_What you will do_. Once you have read the records below, restate them word for word.

[Data entries]
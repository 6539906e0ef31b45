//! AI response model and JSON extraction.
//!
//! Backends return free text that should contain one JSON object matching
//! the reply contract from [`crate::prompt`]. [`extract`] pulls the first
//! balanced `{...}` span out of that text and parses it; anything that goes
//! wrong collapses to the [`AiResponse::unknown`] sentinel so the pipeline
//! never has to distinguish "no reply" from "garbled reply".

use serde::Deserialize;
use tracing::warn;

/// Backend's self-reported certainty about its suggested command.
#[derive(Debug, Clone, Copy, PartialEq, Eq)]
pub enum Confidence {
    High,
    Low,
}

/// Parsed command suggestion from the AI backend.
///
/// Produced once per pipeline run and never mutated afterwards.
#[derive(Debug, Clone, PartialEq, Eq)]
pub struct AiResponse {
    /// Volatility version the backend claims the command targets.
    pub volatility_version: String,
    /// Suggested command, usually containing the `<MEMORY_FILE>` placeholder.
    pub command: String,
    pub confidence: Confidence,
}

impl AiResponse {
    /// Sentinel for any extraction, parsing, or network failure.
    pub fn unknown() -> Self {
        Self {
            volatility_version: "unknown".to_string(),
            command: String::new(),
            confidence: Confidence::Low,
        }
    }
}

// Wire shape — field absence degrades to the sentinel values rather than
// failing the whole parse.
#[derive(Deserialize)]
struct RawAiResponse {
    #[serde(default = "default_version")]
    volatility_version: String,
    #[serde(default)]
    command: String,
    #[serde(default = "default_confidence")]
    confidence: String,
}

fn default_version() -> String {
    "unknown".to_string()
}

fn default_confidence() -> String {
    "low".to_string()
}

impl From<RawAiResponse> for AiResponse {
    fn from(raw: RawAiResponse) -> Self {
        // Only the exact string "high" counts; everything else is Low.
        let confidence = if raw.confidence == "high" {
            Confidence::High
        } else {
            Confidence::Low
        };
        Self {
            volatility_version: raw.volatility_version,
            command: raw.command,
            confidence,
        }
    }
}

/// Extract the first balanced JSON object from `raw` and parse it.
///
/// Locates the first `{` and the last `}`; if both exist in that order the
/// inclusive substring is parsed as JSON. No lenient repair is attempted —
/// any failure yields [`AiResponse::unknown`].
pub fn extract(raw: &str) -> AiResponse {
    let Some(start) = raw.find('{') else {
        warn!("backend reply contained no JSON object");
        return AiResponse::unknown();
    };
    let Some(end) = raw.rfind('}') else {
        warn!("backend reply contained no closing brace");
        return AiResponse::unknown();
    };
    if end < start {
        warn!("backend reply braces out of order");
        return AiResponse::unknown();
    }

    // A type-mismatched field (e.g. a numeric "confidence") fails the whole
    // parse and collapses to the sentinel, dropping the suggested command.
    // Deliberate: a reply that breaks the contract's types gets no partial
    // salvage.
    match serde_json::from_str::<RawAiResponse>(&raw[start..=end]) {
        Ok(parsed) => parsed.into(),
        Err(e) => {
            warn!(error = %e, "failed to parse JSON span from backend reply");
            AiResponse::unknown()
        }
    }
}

_Response box_.
repository 6539906e0ef31b45
//! AI response model and JSON extraction.
//!
//! Backends return free text that should contain one JSON object matching
//! the reply contract from [`crate::prompt`]. [`extract`] pulls the first
//! balanced `{...}` span out of that text and parses it; anything that goes
//! wrong collapses to the [`AiResponse::unknown`] sentinel so the pipeline
//! never has to distinguish "no reply" from "garbled reply".

use serde::Deserialize;
use tracing::warn;

/// Backend's self-reported certainty about its suggested command.
#[derive(Debug, Clone, Copy, PartialEq, Eq)]
pub enum Confidence {
    High,
    Low,
}

/// Parsed command suggestion from the AI backend.
///
/// Produced once per pipeline run and never mutated afterwards.
#[derive(Debug, Clone, PartialEq, Eq)]
pub struct AiResponse {
    /// Volatility version the backend claims the command targets.
    pub volatility_version: String,
    /// Suggested command, usually containing the `<MEMORY_FILE>` placeholder.
    pub command: String,
    pub confidence: Confidence,
}

impl AiResponse {
    /// Sentinel for any extraction, parsing, or network failure.
    pub fn unknown() -> Self {
        Self {
            volatility_version: "unknown".to_string(),
            command: String::new(),
            confidence: Confidence::Low,
        }
    }
}

// Wire shape — field absence degrades to the sentinel values rather than
// failing the whole parse.
#[derive(Deserialize)]
struct RawAiResponse {
    #[serde(default = "default_version")]
    volatility_version: String,
    #[serde(default)]
    command: String,
    #[serde(default = "default_confidence")]
    confidence: String,
}

fn default_version() -> String {
    "unknown".to_string()
}

fn default_confidence() -> String {
    "low".to_string()
}

impl From<RawAiResponse> for AiResponse {
    fn from(raw: RawAiResponse) -> Self {
        // Only the exact string "high" counts; everything else is Low.
        let confidence = if raw.confidence == "high" {
            Confidence::High
        } else {
            Confidence::Low
        };
        Self {
            volatility_version: raw.volatility_version,
            command: raw.command,
            confidence,
        }
    }
}

/// Extract the first balanced JSON object from `raw` and parse it.
///
/// Locates the first `{` and the last `}`; if both exist in that order the
/// inclusive substring is parsed as JSON. No lenient repair is attempted —
/// any failure yields [`AiResponse::unknown`].
pub fn extract(raw: &str) -> AiResponse {
    let Some(start) = raw.find('{') else {
        warn!("backend reply contained no JSON object");
        return AiResponse::unknown();
    };
    let Some(end) = raw.rfind('}') else {
        warn!("backend reply contained no closing brace");
        return AiResponse::unknown();
    };
    if end < start {
        warn!("backend reply braces out of order");
        return AiResponse::unknown();
    }

    // A type-mismatched field (e.g. a numeric "confidence") fails the whole
    // parse and collapses to the sentinel, dropping the suggested command.
    // Deliberate: a reply that breaks the contract's types gets no partial
    // salvage.
    match serde_json::from_str::<RawAiResponse>(&raw[start..=end]) {
        Ok(parsed) => parsed.into(),
        Err(e) => {
            warn!(error = %e, "failed to parse JSON span from backend reply");
            AiResponse::unknown()
        }
    }
}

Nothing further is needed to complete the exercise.